I'd like to emphasize that idea of risk. What would an attack on the digital infrastructure of military bases look like?

08:47 - 11:50

Yeah, I think at that point, first and foremost is we have to be able to have situational awareness in both our space and our cyber domain in a way that's commensurate with what we've learned in air, ground and the maritime. That is the first thing a commander needs. They have to have situational awareness so they can make good decisions about risk.

The second component in this discussion is around resilience because we're certainly going to be targeted in an area of tension and in crisis. We've got to be resilient and expect that there are going to be very aggressive attempts to compromise our networks and compromise our partners, both in industry and our foreign partners and Allies.

The approach that China has taken to targeting the critical infrastructure of the United States is a really good example of the types of things we would see targeted on military bases: things like water treatment, energy generation, critical functions inside of telecommunications or networks.

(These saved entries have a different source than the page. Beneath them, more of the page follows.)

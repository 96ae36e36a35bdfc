//! # Chain Error Taxonomy
//!
//! Typed rejection reasons for ledger operations. A rejected append is
//! always surfaced to the caller as one of these variants, never silently
//! discarded: linkage and sequence violations are expected under concurrent
//! load and tell the caller to re-read the tail and retry, while an
//! integrity violation means the block content no longer matches its stored
//! commitment and must be treated as ledger corruption.

use libledger_core::CanonicalizationError;
use thiserror::Error;

/// Errors raised by block construction, append validation, and chain audit.
#[derive(Error, Debug)]
pub enum ChainError {
    /// Candidate's previous-hash does not match the current tail.
    /// Indicates a stale read or a concurrent-append race; retryable.
    #[error(
        "linkage violation at position {position}: candidate previous_hash {candidate} does not match tail hash {tail}"
    )]
    LinkageViolation {
        /// The candidate's claimed position.
        position: u64,
        /// The candidate's previous-hash field.
        candidate: String,
        /// The actual hash of the tail block.
        tail: String,
    },

    /// A block's stored hash does not match its recomputed commitment.
    /// Never expected for chain-internal candidates; when observed during an
    /// audit it means the stored history has been altered.
    #[error("integrity violation at position {position}: stored hash does not match recomputed commitment")]
    IntegrityViolation {
        /// Position of the corrupt block.
        position: u64,
    },

    /// Candidate's position is not exactly tail position + 1.
    #[error("sequence violation: expected position {expected}, got {actual}")]
    SequenceViolation {
        /// The required next position.
        expected: u64,
        /// The position the candidate carried.
        actual: u64,
    },

    /// The fixed-width position counter cannot be advanced further.
    #[error("position counter exhausted at {position}")]
    PositionExhausted {
        /// The tail position that could not be incremented.
        position: u64,
    },

    /// Commitment input could not be canonicalized. An environment failure:
    /// fatal to the operation, not retried, and not chain-state corruption.
    #[error("canonicalization error: {0}")]
    Canonicalization(#[from] CanonicalizationError),
}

They have shown that if there are vulnerabilities that they will continue to attempt to enumerate those vulnerabilities and take advantage of them if they exist. And then once in a network, they will look to compromise the identity of key system administrators that have privileged accounts that allow them to move laterally and ensure that they would be able to have deep access if we ever are in a crisis.

We've seen that in our critical infrastructure. It's been well articulated in various reports done by the intelligence community and by Homeland Security and those are things that we understand that methodology and how to defend it.

One of the key things that they would attempt to exploit are vulnerable aging systems and so upgrading those is critically important. And then the ability to implement zero trust would be the area that would defeat or make more difficult the ability to take on different identities within organizations and networks. So we will see adversaries looking at every one of these networks. They're going to be looking for vulnerabilities now enabled increasingly by artificial intelligence and they will take advantage of them if they see them. And that is the environment we live in every day would only be accelerated in a crisis.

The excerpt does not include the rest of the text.